A word on Cinema Diary. You may wonder why some movies receive full reviews and others show up in this abbreviated format. Lots of reasons. Some of the involve the number of movies being released in a given week. Eight this week, for example. Some of the reasons for the Diary relate to when I've seen a particular movie and how many more movies I need to watch prior to the weekend.

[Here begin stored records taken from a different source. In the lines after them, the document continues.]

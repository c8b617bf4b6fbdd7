use std::fmt::Debug;
use std::future::Future;
use std::sync::Arc;
use std::time::Duration;

use async_trait::async_trait;
use eyre::{eyre, Report};
use futures_util::future::join_all;
use tokio::sync::Mutex;
use tokio::time::Instant;
use tracing::{debug, instrument, warn};

use crate::CoreMetrics;

/// A source of gauges, evaluated once per scrape.
///
/// Implementations must set a sample for every gauge they own on every call,
/// degrading to status=error rather than returning early.
#[async_trait]
pub trait MetricsCollector: Send + Sync + Debug {
    /// Short name used in logs and in the exporter's own metrics.
    fn name(&self) -> &'static str;

    /// Query the upstream and set this collector's gauges.
    async fn collect(&self, scrape: &Scrape);
}

/// Deadline shared by every upstream call made during one scrape.
#[derive(Debug, Clone, Copy)]
pub struct Scrape {
    deadline: Instant,
    timeout: Duration,
}

impl Scrape {
    /// A scrape whose calls must all finish within `timeout` from now.
    pub fn new(timeout: Duration) -> Self {
        Self {
            deadline: Instant::now() + timeout,
            timeout,
        }
    }

    /// Run one upstream call, cancelling it when the scrape deadline passes.
    pub async fn call<T, E, F>(&self, future: F) -> eyre::Result<T>
    where
        F: Future<Output = Result<T, E>>,
        E: Into<Report>,
    {
        match tokio::time::timeout_at(self.deadline, future).await {
            Ok(result) => result.map_err(Into::into),
            Err(_) => Err(eyre!(
                "upstream call cancelled at the {:?} scrape deadline",
                self.timeout
            )),
        }
    }

    /// Whether the deadline has passed. Long loops check this between iterations.
    pub fn is_expired(&self) -> bool {
        Instant::now() >= self.deadline
    }
}

/// Runs every registered collector on demand and renders the registry.
#[derive(Debug)]
pub struct Scraper {
    metrics: Arc<CoreMetrics>,
    collectors: Vec<Arc<dyn MetricsCollector>>,
    timeout: Duration,
    in_flight: Mutex<()>,
}

impl Scraper {
    /// Create a scraper with no collectors.
    pub fn new(metrics: Arc<CoreMetrics>, timeout: Duration) -> Self {
        Self {
            metrics,
            collectors: Vec::new(),
            timeout,
            in_flight: Mutex::new(()),
        }
    }

    /// Register a collector.
    pub fn with_collector(mut self, collector: Arc<dyn MetricsCollector>) -> Self {
        self.collectors.push(collector);
        self
    }

    /// Names of the registered collectors
    pub fn collector_names(&self) -> Vec<&'static str> {
        self.collectors.iter().map(|c| c.name()).collect()
    }

    /// Metrics this scraper renders
    pub fn metrics(&self) -> &Arc<CoreMetrics> {
        &self.metrics
    }

    /// Evaluate every collector and return the encoded registry.
    ///
    /// Scrapes are serialised; a second caller waits for the first to finish
    /// and then runs its own.
    #[instrument(skip(self), fields(collectors = self.collectors.len()))]
    pub async fn scrape(&self) -> prometheus::Result<Vec<u8>> {
        let _guard = self.in_flight.lock().await;
        self.metrics.reset_exported();

        let scrape = Scrape::new(self.timeout);
        join_all(
            self.collectors
                .iter()
                .map(|collector| self.run_collector(collector.as_ref(), &scrape)),
        )
        .await;

        self.metrics.gather()
    }

    async fn run_collector(&self, collector: &dyn MetricsCollector, scrape: &Scrape) {
        let started = Instant::now();
        collector.collect(scrape).await;
        let elapsed = started.elapsed();
        let finished = !scrape.is_expired();
        if finished {
            debug!(collector = collector.name(), ?elapsed, "collector finished");
        } else {
            warn!(
                collector = collector.name(),
                ?elapsed,
                "collector ran into the scrape deadline"
            );
        }
        self.metrics
            .observe_collector(collector.name(), elapsed.as_secs_f64(), finished);
    }
}
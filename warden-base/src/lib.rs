//! This crate contains the shared pieces every exporter agent is built from:
//! the prometheus registry and scrape orchestration, the HTTP server, and
//! settings and tracing configuration.

#![forbid(unsafe_code)]
#![warn(missing_docs)]

pub mod settings;

mod agent;
pub use agent::*;

/// Prometheus metrics and the collector abstraction
pub mod metrics;
pub use metrics::*;

/// The `/metrics` and `/healthz` HTTP server
pub mod server;
pub use server::*;
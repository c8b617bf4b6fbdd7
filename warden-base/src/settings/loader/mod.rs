//! Load a settings object from the config locations.

use std::collections::HashMap;
use std::path::{Path, PathBuf};

use config::builder::DefaultState;
use config::{Config, ConfigBuilder, File};
use eyre::{eyre, Context, Result};

use crate::settings::{FromRawConf, RawConf};

pub use self::arguments::CommandLineArguments;
pub use self::environment::Environment;

mod arguments;
mod environment;

/// Extensions `config::File` understands. Anything else is read as a dotenv file.
const STRUCTURED_EXTENSIONS: &[&str] = &["json", "toml", "yaml", "yml", "ini", "ron", "json5"];

/// Deserialize a settings object from the process environment, the optional
/// `ENV_FILE` overlay and the command line.
pub fn load_settings<R: FromRawConf>(args: &CommandLineArguments) -> Result<R> {
    let raw = load_raw_conf(Environment::default().ignore_empty(true), args)?;
    R::from_config(&raw).map_err(Into::into)
}

/// Merge every source into one flat map. Later sources win: environment,
/// then the overlay file, then command line flags.
pub fn load_raw_conf(env: Environment, args: &CommandLineArguments) -> Result<RawConf> {
    let env_file = args
        .env_file
        .clone()
        .or_else(|| env.vars().remove("env_file").map(PathBuf::from));

    let mut builder = Config::builder().add_source(env);

    if let Some(path) = env_file {
        builder = overlay(builder, &path)?;
    }

    for (key, value) in args.overrides() {
        builder = builder
            .set_override(key, value)
            .context("Failed to apply command line override")?;
    }

    let config = builder.build().context("Failed to load config sources")?;
    let flat = config
        .try_deserialize::<HashMap<String, String>>()
        .context("Config deserialization error, settings must be flat key/value pairs")?;

    Ok(RawConf::new(flat))
}

fn overlay(builder: ConfigBuilder<DefaultState>, path: &Path) -> Result<ConfigBuilder<DefaultState>> {
    if !path.is_file() {
        return Err(eyre!("Provided ENV_FILE does not exist or is not a file ({path:?})"));
    }

    let ext = path
        .extension()
        .and_then(|s| s.to_str())
        .map(str::to_lowercase)
        .unwrap_or_default();

    if STRUCTURED_EXTENSIONS.contains(&ext.as_str()) {
        return Ok(builder.add_source(File::from(path.to_path_buf()).required(true)));
    }

    let vars = dotenvy::from_path_iter(path)
        .and_then(|iter| iter.collect::<Result<Vec<(String, String)>, _>>())
        .with_context(|| format!("Failed to parse ENV_FILE ({path:?})"))?;
    let origin = path.display().to_string();
    Ok(builder.add_source(
        Environment::default()
            .ignore_empty(true)
            .origin(&origin)
            .source(&vars),
    ))
}

#[cfg(test)]
mod test {
    use std::io::Write;

    use super::*;

    fn env(vars: &[(&str, &str)]) -> Environment {
        Environment::default().ignore_empty(true).source(vars)
    }

    #[test]
    fn environment_only() {
        let raw = load_raw_conf(
            env(&[("GRPC_ADDR", "node:9090"), ("CHAIN_ID", "")]),
            &CommandLineArguments::default(),
        )
        .unwrap();
        assert_eq!(raw.get("grpc_addr"), Some("node:9090"));
        assert_eq!(raw.get("chain_id"), None);
    }

    #[test]
    fn dotenv_overlay_wins_over_environment() {
        let mut file = tempfile::Builder::new().suffix(".env").tempfile().unwrap();
        writeln!(file, "PORT=9300\nWALLET_ADDRESSES=warden1a,warden1b").unwrap();
        let path = file.path().display().to_string();

        let raw = load_raw_conf(
            env(&[("PORT", "8081"), ("ENV_FILE", &path), ("CHAIN_ID", "warden_1-1")]),
            &CommandLineArguments::default(),
        )
        .unwrap();
        assert_eq!(raw.get("port"), Some("9300"));
        assert_eq!(raw.get("chain_id"), Some("warden_1-1"));
        assert_eq!(raw.list("wallet_addresses"), vec!["warden1a", "warden1b"]);
    }

    #[test]
    fn structured_overlay_and_flags() {
        let mut file = tempfile::Builder::new().suffix(".json").tempfile().unwrap();
        write!(file, r#"{{"port": 9300, "log_level": "warn", "mint_metrics": true}}"#).unwrap();

        let args = CommandLineArguments {
            port: Some(9400),
            env_file: Some(file.path().to_path_buf()),
            ..Default::default()
        };
        let raw = load_raw_conf(env(&[]), &args).unwrap();
        assert_eq!(raw.get("port"), Some("9400"));
        assert_eq!(raw.get("log_level"), Some("warn"));
        assert_eq!(raw.get("mint_metrics"), Some("true"));
    }

    #[test]
    fn missing_overlay_is_an_error() {
        let args = CommandLineArguments {
            env_file: Some(PathBuf::from("/nonexistent/warden.env")),
            ..Default::default()
        };
        assert!(load_raw_conf(env(&[]), &args).is_err());
    }
}
//! The exporter serves chain, wallet and third-party billing figures as
//! Prometheus gauges, querying every upstream on each scrape.

#![forbid(unsafe_code)]
#![warn(missing_docs)]

use eyre::Result;

use warden_base::agent_main;

use crate::exporter::Exporter;

mod collectors;
mod exporter;
mod settings;

#[cfg(test)]
mod test_utils;

#[tokio::main(flavor = "multi_thread")]
async fn main() -> Result<()> {
    // Logging is not initialised at this point, so, using `println!`
    println!("Exporter starting up...");

    agent_main::<Exporter>().await
}
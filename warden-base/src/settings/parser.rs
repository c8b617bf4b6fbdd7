//! Typed reads over the flat key/value map the loader produces.

use std::collections::HashMap;
use std::fmt::Display;
use std::str::FromStr;

use eyre::{eyre, Report};

use super::ConfigParsingError;

/// Raw settings: lower-cased keys mapped to the string the environment or
/// overlay file supplied.
#[derive(Debug, Clone, Default, PartialEq, Eq)]
pub struct RawConf(HashMap<String, String>);

impl RawConf {
    /// Build from any key/value pairs. Keys are lower-cased.
    pub fn new<K: AsRef<str>, V: Into<String>>(entries: impl IntoIterator<Item = (K, V)>) -> Self {
        Self(
            entries
                .into_iter()
                .map(|(k, v)| (k.as_ref().to_lowercase(), v.into()))
                .collect(),
        )
    }

    /// Trimmed value for `key`, `None` when unset or blank.
    pub fn get(&self, key: &str) -> Option<&str> {
        self.0
            .get(key)
            .map(|v| v.trim())
            .filter(|v| !v.is_empty())
    }

    /// Value for `key` or `default`.
    pub fn string_or(&self, key: &str, default: &str) -> String {
        self.get(key).unwrap_or(default).to_owned()
    }

    /// Value for `key`, recording an error when it is missing.
    pub fn required(&self, key: &'static str, err: &mut ConfigParsingError) -> Option<String> {
        let value = self.get(key).map(str::to_owned);
        if value.is_none() {
            err.push(key, eyre!("is required"));
        }
        value
    }

    /// Parsed value for `key`, or `default` when unset. Parse failures are
    /// recorded and also yield `default`.
    pub fn parse_or<T>(&self, key: &'static str, default: T, err: &mut ConfigParsingError) -> T
    where
        T: FromStr,
        T::Err: Display,
    {
        match self.get(key) {
            None => default,
            Some(raw) => match raw.parse::<T>() {
                Ok(value) => value,
                Err(e) => {
                    err.push(key, eyre!("cannot parse {raw:?}: {e}"));
                    default
                }
            },
        }
    }

    /// Boolean for `key` using the usual spellings (`true`, `1`, `t`, `false`, `0`, `f`).
    pub fn bool_or(&self, key: &'static str, default: bool, err: &mut ConfigParsingError) -> bool {
        match self.get(key) {
            None => default,
            Some(raw) => match parse_bool(raw) {
                Ok(value) => value,
                Err(e) => {
                    err.push(key, e);
                    default
                }
            },
        }
    }

    /// Comma separated list for `key`; blank entries are dropped.
    pub fn list(&self, key: &str) -> Vec<String> {
        self.get(key)
            .map(|raw| {
                raw.split(',')
                    .map(str::trim)
                    .filter(|s| !s.is_empty())
                    .map(str::to_owned)
                    .collect()
            })
            .unwrap_or_default()
    }
}

fn parse_bool(raw: &str) -> Result<bool, Report> {
    match raw.to_lowercase().as_str() {
        "1" | "t" | "true" | "yes" | "on" => Ok(true),
        "0" | "f" | "false" | "no" | "off" => Ok(false),
        _ => Err(eyre!("cannot parse {raw:?} as a boolean")),
    }
}

#[cfg(test)]
mod tests {
    use super::*;

    fn raw() -> RawConf {
        RawConf::new([
            ("PORT", "9100"),
            ("grpc_tls_enabled", "FALSE"),
            ("validator_metrics", "maybe"),
            ("wallet_addresses", " warden1a, ,warden1b "),
            ("chain_id", "   "),
            ("exponent", "eighteen"),
        ])
    }

    #[test]
    fn reads_typed_values() {
        let raw = raw();
        let mut err = ConfigParsingError::default();
        assert_eq!(raw.parse_or::<u16>("port", 8081, &mut err), 9100);
        assert!(!raw.bool_or("grpc_tls_enabled", true, &mut err));
        assert_eq!(raw.string_or("chain_id", "warden_8765-1"), "warden_8765-1");
        assert_eq!(raw.list("wallet_addresses"), vec!["warden1a", "warden1b"]);
        assert!(raw.list("base_addresses").is_empty());
        assert!(err.is_empty());
    }

    #[test]
    fn collects_every_problem() {
        let raw = raw();
        let mut err = ConfigParsingError::default();
        raw.bool_or("validator_metrics", true, &mut err);
        raw.parse_or::<u32>("exponent", 18, &mut err);
        raw.required("venice_api_key", &mut err);

        assert_eq!(err.len(), 3);
        let rendered = err.to_string();
        assert!(rendered.contains("VALIDATOR_METRICS"));
        assert!(rendered.contains("EXPONENT"));
        assert!(rendered.contains("VENICE_API_KEY"));
    }
}
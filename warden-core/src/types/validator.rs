use std::collections::HashMap;

use derive_new::new;
use serde::Serialize;

/// Prefix shared by every staking bond status enum name.
const BOND_STATUS_PREFIX: &str = "BOND_STATUS_";

/// A validator's position in the staking lifecycle.
#[derive(Debug, Clone, Copy, Default, PartialEq, Eq, Hash, Serialize, strum::EnumIter)]
pub enum BondStatus {
    /// Status not reported
    #[default]
    Unspecified,
    /// Not in the active set and not unbonding
    Unbonded,
    /// Leaving the active set
    Unbonding,
    /// In the active set
    Bonded,
}

impl BondStatus {
    /// The protobuf enum name, e.g. `BOND_STATUS_BONDED`.
    pub fn proto_name(&self) -> &'static str {
        match self {
            BondStatus::Unspecified => "BOND_STATUS_UNSPECIFIED",
            BondStatus::Unbonded => "BOND_STATUS_UNBONDED",
            BondStatus::Unbonding => "BOND_STATUS_UNBONDING",
            BondStatus::Bonded => "BOND_STATUS_BONDED",
        }
    }

    /// Map the staking module's numeric status. Unknown values are unspecified.
    pub fn from_proto(value: i32) -> Self {
        match value {
            1 => BondStatus::Unbonded,
            2 => BondStatus::Unbonding,
            3 => BondStatus::Bonded,
            _ => BondStatus::Unspecified,
        }
    }

    /// Metric label for this status.
    pub fn label(&self) -> String {
        bond_status_label(self.proto_name())
    }
}

/// Strip the `BOND_STATUS_` prefix from an enum name and lower-case the rest.
///
/// `BOND_STATUS_UNBONDING` becomes `unbonding`. Names without the prefix are
/// only lower-cased.
pub fn bond_status_label(name: &str) -> String {
    name.strip_prefix(BOND_STATUS_PREFIX)
        .unwrap_or(name)
        .to_lowercase()
}

/// A slashing-module signing info record.
#[derive(Debug, Clone, Default, PartialEq, Eq, new)]
pub struct SigningInfo {
    /// Bech32 consensus address
    pub address: String,
    /// Blocks missed in the current signed-blocks window
    pub missed_blocks_counter: u64,
    /// Whether the validator was tombstoned for double signing
    pub tombstoned: bool,
}

/// A staking-module validator description.
#[derive(Debug, Clone, Default, PartialEq, new)]
pub struct ValidatorDescriptor {
    /// Bech32 operator (valoper) address
    pub operator_address: String,
    /// Bech32 consensus address derived from the consensus public key
    pub consensus_address: String,
    /// Human readable name
    pub moniker: String,
    /// Jailed flag
    pub jailed: bool,
    /// Bond status
    pub bond_status: BondStatus,
    /// Bonded tokens in the base denom, as an integer string
    pub tokens: String,
    /// Delegator shares as a decimal string
    pub delegator_shares: String,
}

/// A validator as exported: signing info joined with its staking description.
#[derive(Debug, Clone, Default, PartialEq)]
pub struct Validator {
    /// Bech32 consensus address
    pub consensus_address: String,
    /// Bech32 operator address
    pub operator_address: String,
    /// Human readable name
    pub moniker: String,
    /// Blocks missed in the current window
    pub missed_blocks: u64,
    /// Jailed flag
    pub jailed: bool,
    /// Tombstoned flag
    pub tombstoned: bool,
    /// Bond status
    pub bond_status: BondStatus,
    /// Blocks proposed within the scanned window
    pub blocks_proposed: u64,
    /// Bonded tokens in the base denom
    pub tokens: String,
    /// Delegator shares
    pub delegator_shares: String,
}

/// Join signing infos with validators by consensus address.
///
/// Signing infos whose address has no matching validator are skipped; this
/// happens when a validator is removed between the two paged queries. The
/// skipped addresses are returned alongside the joined records.
pub fn join_signing_infos(
    signing_infos: Vec<SigningInfo>,
    validators: Vec<ValidatorDescriptor>,
) -> (Vec<Validator>, Vec<String>) {
    let mut by_consensus_address: HashMap<String, ValidatorDescriptor> = validators
        .into_iter()
        .map(|v| (v.consensus_address.clone(), v))
        .collect();

    let mut joined = Vec::with_capacity(signing_infos.len());
    let mut skipped = Vec::new();
    for info in signing_infos {
        let Some(descriptor) = by_consensus_address.remove(&info.address) else {
            skipped.push(info.address);
            continue;
        };
        joined.push(Validator {
            consensus_address: info.address,
            operator_address: descriptor.operator_address,
            moniker: descriptor.moniker,
            missed_blocks: info.missed_blocks_counter,
            jailed: descriptor.jailed,
            tombstoned: info.tombstoned,
            bond_status: descriptor.bond_status,
            blocks_proposed: 0,
            tokens: descriptor.tokens,
            delegator_shares: descriptor.delegator_shares,
        });
    }
    (joined, skipped)
}

/// Overlay proposer counts onto validators. Validators without an entry keep zero.
pub fn merge_proposer_counts(validators: &mut [Validator], counts: &HashMap<String, u64>) {
    for validator in validators.iter_mut() {
        validator.blocks_proposed = counts
            .get(&validator.consensus_address)
            .copied()
            .unwrap_or_default();
    }
}
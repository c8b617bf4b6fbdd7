//! Intents defined in the legacy intent module.

use std::sync::Arc;

use async_trait::async_trait;
use eyre::Result;
use tracing::error;

use warden_base::{CoreMetrics, MetricsCollector, Scrape, StatusGauge};
use warden_core::WardenProvider;

use super::count;

/// Exports the number of intents.
#[derive(Debug)]
pub struct IntentsCollector {
    provider: Arc<dyn WardenProvider>,
    chain_id: String,
    intents: StatusGauge<1>,
}

impl IntentsCollector {
    /// Register `warden_intents`.
    pub fn new(
        metrics: &CoreMetrics,
        provider: Arc<dyn WardenProvider>,
        chain_id: String,
    ) -> Result<Self> {
        Ok(Self {
            provider,
            chain_id,
            intents: metrics.new_status_gauge(
                "warden_intents",
                "Returns the number of Intents existing in chain",
                ["chain_id"],
            )?,
        })
    }
}

#[async_trait]
impl MetricsCollector for IntentsCollector {
    fn name(&self) -> &'static str {
        "intents"
    }

    async fn collect(&self, scrape: &Scrape) {
        let intents = scrape.call(self.provider.intents_total()).await;
        if let Err(err) = &intents {
            error!(collector = self.name(), ?err, "failed to count intents");
        }
        self.intents
            .record([self.chain_id.as_str()], &intents.map(count));
    }
}
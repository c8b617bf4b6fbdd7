use std::{fmt::Debug, sync::Arc};

use async_trait::async_trait;
use clap::Parser;
use eyre::Result;
use tracing::info;

use crate::{
    metrics::CoreMetrics,
    settings::{load_settings, CommandLineArguments, FromRawConf, Settings},
};

/// Settings of an agent defined from configuration
pub trait LoadableFromSettings: AsRef<Settings> + FromRawConf {
    /// Create a new instance of these settings by reading the env vars, the
    /// optional overlay file and the command line.
    fn load(args: &CommandLineArguments) -> Result<Self> {
        load_settings(args)
    }
}

/// A fundamental agent which does not make any assumptions about the tools
/// which are used.
#[async_trait]
pub trait BaseAgent: Send + Sync + Debug {
    /// The agent's name
    const AGENT_NAME: &'static str;

    /// The settings object for this agent
    type Settings: LoadableFromSettings;

    /// Instantiate the agent from the standard settings object
    async fn from_settings(settings: Self::Settings, metrics: Arc<CoreMetrics>) -> Result<Self>
    where
        Self: Sized;

    /// Start running this agent. Returns when the server stops.
    async fn run(self) -> Result<()>;
}

/// Call this from `main` to fully initialize and run the agent for its entire
/// lifecycle. This assumes only a single agent is being run. This will
/// initialize the metrics server and tracing as well.
pub async fn agent_main<A: BaseAgent>() -> Result<()> {
    #[cfg(feature = "color-eyre")]
    color_eyre::install()?;

    let args = CommandLineArguments::parse();
    let settings = A::Settings::load(&args)?;
    let core_settings: &Settings = settings.as_ref();

    let metrics = core_settings.metrics(A::AGENT_NAME)?;
    core_settings.tracing.start_tracing()?;
    info!(
        agent = A::AGENT_NAME,
        port = core_settings.metrics_port,
        grpc = %core_settings.chain.grpc_url(),
        chain_id = %core_settings.chain_id,
        "Starting agent"
    );

    let agent = A::from_settings(settings, metrics).await?;
    agent.run().await?;
    info!(agent = A::AGENT_NAME, "Shutting down agent...");
    Ok(())
}
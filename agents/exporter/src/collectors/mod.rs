//! One collector per upstream. Each owns its gauges and sets every one of
//! them on every scrape.

use chrono::{DateTime, Datelike, Duration, DurationRound, Utc};

pub use self::actions::ActionsCollector;
pub use self::auth::AuthCollector;
pub use self::coingecko::{CoingeckoCollector, COINGECKO_API_URL, COINGECKO_KEY_HEADER};
pub use self::evm::{EvmBalanceCollector, EvmChain};
pub use self::intents::IntentsCollector;
pub use self::messari::{MessariCollector, MESSARI_API_URL};
pub use self::mint::MintCollector;
pub use self::openai::{OpenAiCollector, OPENAI_API_URL};
pub use self::validators::{GrpcConnector, ValidatorsCollector};
pub use self::venice::{VeniceCollector, VENICE_API_URL};
pub use self::wallet::WalletCollector;
pub use self::warden::WardenCollector;
pub use self::warp::WarpCollector;
pub use self::xai::{XaiCollector, XAI_API_URL};

mod actions;
mod auth;
mod coingecko;
mod evm;
mod intents;
mod messari;
mod mint;
mod openai;
mod validators;
mod venice;
mod wallet;
mod warden;
mod warp;
mod xai;

/// Label value for a flag.
pub(crate) fn bool_label(value: bool) -> &'static str {
    if value {
        "true"
    } else {
        "false"
    }
}

/// Lossy conversion of a count for a gauge.
pub(crate) fn count(value: u64) -> f64 {
    value as f64
}

/// Midnight UTC on the first day of `now`'s month.
pub(crate) fn month_start(now: DateTime<Utc>) -> DateTime<Utc> {
    day_start(now) - Duration::days(i64::from(now.day0()))
}

/// Midnight UTC of `now`'s day.
pub(crate) fn day_start(now: DateTime<Utc>) -> DateTime<Utc> {
    now.duration_trunc(Duration::days(1)).unwrap_or(now)
}

#[cfg(test)]
mod tests {
    use chrono::TimeZone;

    use super::*;

    #[test]
    fn period_starts() {
        let now = Utc.with_ymd_and_hms(2025, 3, 17, 14, 5, 9).unwrap();
        assert_eq!(
            month_start(now),
            Utc.with_ymd_and_hms(2025, 3, 1, 0, 0, 0).unwrap()
        );
        assert_eq!(
            day_start(now),
            Utc.with_ymd_and_hms(2025, 3, 17, 0, 0, 0).unwrap()
        );

        let first = Utc.with_ymd_and_hms(2025, 1, 1, 0, 0, 0).unwrap();
        assert_eq!(month_start(first), first);
    }
}
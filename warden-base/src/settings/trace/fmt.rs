use serde::Deserialize;
use tracing::Subscriber;
use tracing_subscriber::{registry::LookupSpan, Layer};

/// A boxed formatting layer, so every style shares one subscriber type.
pub type LogOutputLayer<S> = Box<dyn Layer<S> + Send + Sync + 'static>;

/// Basic tracing configuration
#[derive(Debug, Clone, Copy, Default, PartialEq, Eq, Deserialize)]
#[serde(rename_all = "camelCase")]
pub enum Style {
    /// Pretty print
    Pretty,
    /// JSON
    #[default]
    Json,
    /// Compact
    Compact,
    /// Default style
    #[serde(other)]
    Full,
}

impl Style {
    /// Parse a style name. Unknown names fall back to `Json`.
    pub fn parse(raw: &str) -> Self {
        match raw.trim().to_lowercase().as_str() {
            "pretty" => Style::Pretty,
            "compact" => Style::Compact,
            "full" | "default" | "text" => Style::Full,
            _ => Style::Json,
        }
    }

    /// The stdout formatting layer for this style.
    pub fn layer<S>(self) -> LogOutputLayer<S>
    where
        S: Subscriber + for<'a> LookupSpan<'a>,
    {
        let layer = tracing_subscriber::fmt::layer().with_target(true);
        match self {
            Style::Pretty => layer.pretty().boxed(),
            Style::Full => layer.boxed(),
            Style::Compact => layer.compact().boxed(),
            Style::Json => layer
                .json()
                .with_current_span(true)
                .with_span_list(false)
                .boxed(),
        }
    }
}
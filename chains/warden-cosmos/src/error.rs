use warden_core::ChainCommunicationError;

/// Errors from the crates used by this crate
#[derive(Debug, thiserror::Error)]
pub enum WardenCosmosError {
    /// gRPC error
    #[error("{0}")]
    GrpcError(#[from] tonic::Status),
    /// gRPC transport error
    #[error("{0}")]
    TransportError(#[from] tonic::transport::Error),
    /// protobuf decoding error
    #[error("{0}")]
    Decode(#[from] prost::DecodeError),
    /// Bech32 or public key error
    #[error("{0}")]
    AddressError(String),
    /// Public key error
    #[error("{0}")]
    PublicKeyError(String),
    /// Parsing error
    #[error("{0}")]
    ParsingFailed(String),
}

impl From<WardenCosmosError> for ChainCommunicationError {
    fn from(value: WardenCosmosError) -> Self {
        ChainCommunicationError::from_other(value)
    }
}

At the same time, honesty compels me to say that the directors and actors who made these films didn't make them to be regarded as secondary efforts. I don't. At the same time, I've yet to find a way to cope with weeks that are flooded with new movies.
The Outside Story
Movies don't get much more streamlined than Outside Story, a look at a man (Brian Tyree Henry) who locks himself out of his Brooklyn apartment, interacts with his neighbors, and wonders whether he should have broken up with his girlfriend (Sonequa Marin Green). Henry's Charles seems to be a nice guy, a film editor who specializes in assembling visual obituaries of celebrities. The key to the movie involves Henry's performance as a stressed-out but nice New Yorker who has encounters with a cop (Sunita Mani), a neighborhood kid (Olivia Edward), and an older woman (Lynda Gravatt) whose husband recently died. Director Casimir Nozkowski, who also wrote the screenplay, has a nice feeling for the idiosyncrasies of neighborhood relationships but he can't prevent the material from feeling a bit thin. Henry, currently on view in Godzilla vs. Kong, holds the movie together. Although the movie contains some conflict, the stakes feel pretty low -- which can be viewed as a blessing or a severe limitation or perhaps a bit of both.
Percy Vs Goliath
After seeing Christopher Walken miscast as an Irish farmer in Wild Mountain Thyme, I was dubious about Percy Vs Goliath, the story of a Canadian farmer who takes on the Monsanto in a prolonged court battle over patent rights involving canola seeds. But damn if Walken doesn't pull it off, doing credible work as Percy Schmeiser, a farmer who inadvertently planted Monsanto GMO seeds that had blown onto his property from a neighbor's farm. The result: a prolonged suit. Roberta Maxwell portrays Schmeiser's wife Louise. Zach Braff signs on as the small-town lawyer who represents Schmeiser, and Christina Ricci appears as an environmental activist who encourages Schmeiser to challenge Monsanto. She also helps him take is story global with a visit to India. The story of a little man fighting a major corporation isn't exactly fresh but director Clark Johnson does a good job presenting complicated issues as Schmeiser's case makes its way to the Canadian Supreme Court.
Four Good Days
Familiarity may not always breed contempt, but it can breed fatigue when it comes to movies. Glenn Close and Mila Kunis play mother and daughter in an addiction drama about a young woman (Kunis) nearly ruined by drugs. Kunis' Molly wants to make another stab at kicking her habit so she asks her mother, Close's Deb, to take her in. This time she really means it -- or so she says. Director Rodrigo Garcia doesn't skimp on realism: Kunis has been given rotting teeth and a distressingly scrawny look. Deb blames Molly's addiction on the doctors who prescribed an Oxycontin regimen after a skiing injury. Since then, Deb has left her husband (Joshua Leonard) and her two kids. The title stems from the offer Molly receives from a detox doctor: If she can stay clean for four days, he'll give her a shot that will keep her from getting high on heroin. If she takes the shot before her system has been cleansed, she could die from its effects. Close and Kunis deliver strong performances but the movie can't escape the dogged quality of the storytelling. It's difficult not to feel a bit guilty about wanting a fresh charge from an addiction movie, particularly one based on a true story. Still, we feel a bit like Deb feels when Molly shows up at her door after 14 failed attempts at rehab. What? You want us to go down this movie road again?